Arch Hellen Med, 17(3), May-June 2000, 237-255
Evaluation of hematuria
G. TSOUFAKIS,1 K. TZANETOU2
1Department of Nephrology,
2Department of Microbiology, “G. Gennimatas” General Hospital, Athens, Greece
Hematuria is a common manifestation of urinary tract disease and its incidence increases with age. The possibility of discriminating the origin of hematuria between glomerular and non-glomerular sites has recently permitted a more rational investigation of its etiology. During their passage through the nephron, the erythrocytes are subjected to various influences resulting in changes of membrane morphology and hemoglobin content. Of the various dysmorphic erythrocytes which have been described, the acantshocytes are the most specific marker of glomerular hematuria. Glomerular hematuria may present clinically as (a) persistent microscopic hematuria, (b) persistent microscopic hematuria with proteinuria, (c) acute microscopic hematuria with proteinuria, (d) recurrent macroscopic hematuria with or without proteinuria and (e) loin-pain-hematuria syndrome. The most common disease associated with hematuria of the first category is IgA nephropathy, followed by certain forms of hereditary glomerular disease (Alport's syndrome and thin basement membrane nephropathy). In the second category the diagnostic approach is based on the degree of proteinuria and the level of renal function, but in most of these cases renal biopsy is necessary. Hematuria of the third category constitutes the main clinical manifestation of the acute nephritic syndrome, which must be investigated etiologically. The fourth category of glomerular hematuria essentially coincides with IgA nephropathy, which, together with thin basement membrane nephropathy and certain idiopathic cases, constitutes the main cause of the fifth category. The investigation of non-glomerular hematuria is based on the patient's age. Thus, in individuals younger than 45 years, in whom neoplasms are uncommon, the laboratory diagnostic tests include X-ray of kidney-bladder-prostate, culture of urine or prostatic secretion, measurement of calcium and uric acid in a 24-hour urine collection, cytologic examination of urine and intravenous pyelography, in that order.

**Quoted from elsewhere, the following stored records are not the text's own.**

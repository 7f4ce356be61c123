pub mod merge_all;

pub use merge_all::{merge, MergeAll, MergeAllOp};
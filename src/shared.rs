//! The thread-safe subscribe surface.
//!
//! `Shared` is a zero-cost marker wrapper: it routes the subscribe sugar
//! (`subscribe`, `subscribe_complete`, `subscribe_all`) to
//! [`SharedObservable::actual_subscribe`] instead of the Local one.

use crate::observable::SharedObservable;

#[derive(Clone)]
pub struct Shared<S>(pub(crate) S);

pub trait IntoShared: Sized {
  /// Lifts a thread-safe observable into the shared subscribe API.
  fn into_shared(self) -> Shared<Self> { Shared(self) }
}

impl<S: SharedObservable> IntoShared for S {}

#[cfg(test)]
mod test {
  use crate::prelude::*;
  use std::sync::{Arc, Mutex};

  #[test]
  fn shared_subscribe_compiles_for_send_observers() {
    let collected = Arc::new(Mutex::new(Vec::new()));
    let sink = collected.clone();
    observable::from_iter(0..3)
      .into_shared()
      .subscribe(move |v| sink.lock().unwrap().push(v));
    assert_eq!(*collected.lock().unwrap(), vec![0, 1, 2]);
  }
}
use crate::{
  observable::{LocalObservable, Observable},
  observer::Observer,
  rc::{MutRc, RcDeref, RcDerefMut},
  subject::{Publisher, SubjectCore, Subscriber},
  subscription::{SingleSubscription, SubscriptionLike},
};

type LocalPublisher<'a, Item, Err> =
  Box<dyn Publisher<Item = Item, Err = Err> + 'a>;

/// Single-threaded multicast subject.
pub struct LocalSubject<'a, Item, Err> {
  core: MutRc<SubjectCore<LocalPublisher<'a, Item, Err>>>,
}

impl<'a, Item, Err> Clone for LocalSubject<'a, Item, Err> {
  fn clone(&self) -> Self { LocalSubject { core: self.core.clone() } }
}

impl<'a, Item, Err> Default for LocalSubject<'a, Item, Err> {
  fn default() -> Self { Self::new() }
}

impl<'a, Item, Err> LocalSubject<'a, Item, Err> {
  pub fn new() -> Self {
    LocalSubject { core: MutRc::own(SubjectCore::default()) }
  }

  /// Number of currently stored downstream observers. Closed subscribers
  /// are pruned on the next value broadcast, not eagerly.
  pub fn subscribed_size(&self) -> usize {
    self.core.rc_deref().observers.len()
  }
}

impl<'a, Item, Err> Observable for LocalSubject<'a, Item, Err> {
  type Item = Item;
  type Err = Err;
}

impl<'a, Item, Err> LocalObservable<'a> for LocalSubject<'a, Item, Err> {
  type Unsub = MutRc<SingleSubscription>;

  fn actual_subscribe<O>(self, observer: O) -> Self::Unsub
  where
    O: Observer<Item = Item, Err = Err> + 'a,
  {
    let mut subscription = MutRc::own(SingleSubscription::default());
    let mut core = self.core.rc_deref_mut();
    if core.stopped {
      // terminated subjects accept no further observers
      drop(core);
      subscription.unsubscribe();
      return subscription;
    }
    core
      .observers
      .push(Box::new(Subscriber::new(observer, subscription.clone())));
    drop(core);
    subscription
  }
}

impl<'a, Item: Clone, Err: Clone> Observer for LocalSubject<'a, Item, Err> {
  type Item = Item;
  type Err = Err;

  fn next(&mut self, value: Item) {
    self.core.rc_deref_mut().broadcast_value(value);
  }

  fn error(&mut self, err: Err) {
    self.core.rc_deref_mut().broadcast_error(err);
  }

  fn complete(&mut self) { self.core.rc_deref_mut().broadcast_complete(); }
}

#[cfg(test)]
mod test {
  use crate::prelude::*;

  #[test]
  fn broadcasts_to_every_observer() {
    let mut a = 0;
    let mut b = 0;
    {
      let mut subject = LocalSubject::<i32, ()>::new();
      subject.clone().subscribe(|v| a += v);
      subject.clone().subscribe(|v| b += v);
      assert_eq!(subject.subscribed_size(), 2);
      subject.next(2);
      subject.next(3);
    }
    assert_eq!(a, 5);
    assert_eq!(b, 5);
  }

  #[test]
  fn no_events_after_complete() {
    let mut values = vec![];
    let mut completions = 0;
    {
      let mut subject = LocalSubject::<i32, ()>::new();
      subject
        .clone()
        .subscribe_complete(|v| values.push(v), || completions += 1);
      subject.next(1);
      subject.complete();
      subject.next(2);
      subject.complete();
    }
    assert_eq!(values, vec![1]);
    assert_eq!(completions, 1);
  }

  #[test]
  fn subscribing_after_terminal_yields_closed_handle() {
    let mut subject = LocalSubject::<i32, ()>::new();
    subject.complete();
    let handle = subject.clone().subscribe(|_| {});
    assert!(handle.is_closed());
    assert_eq!(subject.subscribed_size(), 0);
  }

  #[test]
  fn unsubscribed_observer_is_unreachable() {
    let mut hits = 0;
    {
      let mut subject = LocalSubject::<i32, ()>::new();
      let mut handle = subject.clone().subscribe(|_| hits += 1);
      subject.next(1);
      handle.unsubscribe();
      subject.next(2);
    }
    assert_eq!(hits, 1);
  }
}
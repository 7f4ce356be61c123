//! Cross-thread merge scenarios: parallel producers, termination races
//! and cancellation.

use rivulet::prelude::*;
use std::{
  sync::{
    atomic::{AtomicBool, Ordering},
    Arc, Mutex,
  },
  thread,
};

#[test]
fn parallel_producers_deliver_everything_in_source_order() {
  let values = Arc::new(Mutex::new(Vec::new()));
  let completions = Arc::new(Mutex::new(0));
  let sink = values.clone();
  let done = completions.clone();

  let mut outer =
    SharedSubject::<SharedSubject<(usize, i32), ()>, ()>::new();
  let inners: Vec<SharedSubject<(usize, i32), ()>> =
    (0..4).map(|_| SharedSubject::new()).collect();

  outer.clone().flatten().into_shared().subscribe_complete(
    move |v| sink.lock().unwrap().push(v),
    move || *done.lock().unwrap() += 1,
  );

  for inner in &inners {
    outer.next(inner.clone());
  }

  let handles: Vec<_> = inners
    .iter()
    .enumerate()
    .map(|(id, inner)| {
      let mut producer = inner.clone();
      thread::spawn(move || {
        for v in 0..100 {
          producer.next((id, v));
        }
        producer.complete();
      })
    })
    .collect();
  for handle in handles {
    handle.join().unwrap();
  }
  outer.complete();

  let collected = values.lock().unwrap().clone();
  assert_eq!(collected.len(), 400);
  // the interleaving is arbitrary, but each producer's own order survives
  for id in 0..4 {
    let per_source: Vec<i32> = collected
      .iter()
      .filter(|(source, _)| *source == id)
      .map(|(_, v)| *v)
      .collect();
    assert_eq!(per_source, (0..100).collect::<Vec<_>>());
  }
  assert_eq!(*completions.lock().unwrap(), 1);
}

#[test]
fn unsubscribe_freezes_deliveries() {
  let values = Arc::new(Mutex::new(Vec::new()));
  let sink = values.clone();

  let mut outer = SharedSubject::<SharedSubject<i32, ()>, ()>::new();
  let inner = SharedSubject::<i32, ()>::new();

  let mut handle = outer
    .clone()
    .flatten()
    .into_shared()
    .subscribe(move |v| sink.lock().unwrap().push(v));

  outer.next(inner.clone());

  let stop = Arc::new(AtomicBool::new(false));
  let producer_stop = stop.clone();
  let mut producer = inner.clone();
  let producer_thread = thread::spawn(move || {
    let mut v = 0;
    while !producer_stop.load(Ordering::Relaxed) {
      producer.next(v);
      v += 1;
    }
  });

  // let some values flow, then cut the subscription
  while values.lock().unwrap().is_empty() {
    thread::yield_now();
  }
  handle.unsubscribe();
  let frozen = values.lock().unwrap().len();

  for _ in 0..1_000 {
    thread::yield_now();
  }
  assert_eq!(values.lock().unwrap().len(), frozen);

  stop.store(true, Ordering::Relaxed);
  producer_thread.join().unwrap();
}

#[test]
fn racing_errors_reach_downstream_once() {
  let errors = Arc::new(Mutex::new(0));
  let completions = Arc::new(Mutex::new(0));
  let raised = errors.clone();
  let done = completions.clone();

  let mut outer =
    SharedSubject::<SharedSubject<i32, &'static str>, &'static str>::new();
  let a = SharedSubject::<i32, &'static str>::new();
  let b = SharedSubject::<i32, &'static str>::new();

  outer.clone().flatten().into_shared().subscribe_all(
    |_| {},
    move |_| *raised.lock().unwrap() += 1,
    move || *done.lock().unwrap() += 1,
  );

  outer.next(a.clone());
  outer.next(b.clone());

  let handles: Vec<_> = [a, b]
    .into_iter()
    .map(|subject| {
      let mut failing = subject.clone();
      thread::spawn(move || failing.error("worker failed"))
    })
    .collect();
  for handle in handles {
    handle.join().unwrap();
  }

  assert_eq!(*errors.lock().unwrap(), 1);
  assert_eq!(*completions.lock().unwrap(), 0);
}

#[test]
fn bounded_shared_respects_limit_and_handoff_order() {
  let values = Arc::new(Mutex::new(Vec::new()));
  let completions = Arc::new(Mutex::new(0));
  let sink = values.clone();
  let done = completions.clone();

  let mut outer = SharedSubject::<SharedSubject<i32, ()>, ()>::new();
  let a = SharedSubject::<i32, ()>::new();
  let b = SharedSubject::<i32, ()>::new();

  outer.clone().merge_all(1).into_shared().subscribe_complete(
    move |v| sink.lock().unwrap().push(v),
    move || *done.lock().unwrap() += 1,
  );

  outer.next(a.clone());
  outer.next(b.clone());
  assert_eq!(a.subscribed_size(), 1);
  assert_eq!(b.subscribed_size(), 0);

  let mut first = a.clone();
  thread::spawn(move || {
    for v in 0..50 {
      first.next(v);
    }
    first.complete();
  })
  .join()
  .unwrap();

  // finishing the active inner activated the queued one
  assert_eq!(b.subscribed_size(), 1);

  let mut second = b.clone();
  thread::spawn(move || {
    for v in 50..100 {
      second.next(v);
    }
    second.complete();
  })
  .join()
  .unwrap();

  outer.complete();

  assert_eq!(*values.lock().unwrap(), (0..100).collect::<Vec<_>>());
  assert_eq!(*completions.lock().unwrap(), 1);
}

#[test]
fn merge_releases_every_tracked_resource() {
  diagnostics::enable();
  let before = diagnostics::snapshot();

  observable::from_iter(vec![
    observable::from_iter(0..10),
    observable::from_iter(10..20),
  ])
  .flatten()
  .into_shared()
  .subscribe(|_| {});

  let after = diagnostics::snapshot();
  // one merge ran to completion: its group and at least its outer slot
  // were created and torn down again
  assert!(after.groups_created > before.groups_created);
  assert!(after.groups_disposed > before.groups_disposed);
  assert!(after.slots_created > before.slots_created);
  assert!(after.slots_disposed > before.slots_disposed);
}
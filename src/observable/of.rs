use crate::{
  observable::{LocalObservable, Observable, SharedObservable},
  observer::Observer,
  subscription::SingleSubscription,
};

/// Creates an observable producing a single value.
///
/// Completes immediately after emitting the value. Never errors.
///
/// ```
/// use rivulet::prelude::*;
///
/// let mut seen = None;
/// observable::of(123).subscribe(|v| seen = Some(v));
/// assert_eq!(seen, Some(123));
/// ```
pub fn of<Item>(value: Item) -> OfObservable<Item> { OfObservable(value) }

#[derive(Clone)]
pub struct OfObservable<Item>(pub(crate) Item);

impl<Item> Observable for OfObservable<Item> {
  type Item = Item;
  type Err = ();
}

impl<'o, Item> LocalObservable<'o> for OfObservable<Item> {
  type Unsub = SingleSubscription;

  fn actual_subscribe<O>(self, mut observer: O) -> Self::Unsub
  where
    O: Observer<Item = Item, Err = ()> + 'o,
  {
    observer.next(self.0);
    observer.complete();
    SingleSubscription::default()
  }
}

impl<Item> SharedObservable for OfObservable<Item> {
  type Unsub = SingleSubscription;

  fn actual_subscribe<O>(self, mut observer: O) -> Self::Unsub
  where
    O: Observer<Item = Item, Err = ()> + Send + 'static,
  {
    observer.next(self.0);
    observer.complete();
    SingleSubscription::default()
  }
}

Conversely, in persons over 45 years old the investigation must be more thorough including, in order, X-ray, ultrasonography of kidney, intravenous pyelography, cytologic evaluation of the urine, cystoscopy, computerised tomography, testing for calciuria and uricosuria and in selected cases, magnetic resonance imaging or angiography.
Key words: Dysmorphic erythrocytes, Glomerular hematuria, Hematuria, Non-glomerular hematuria.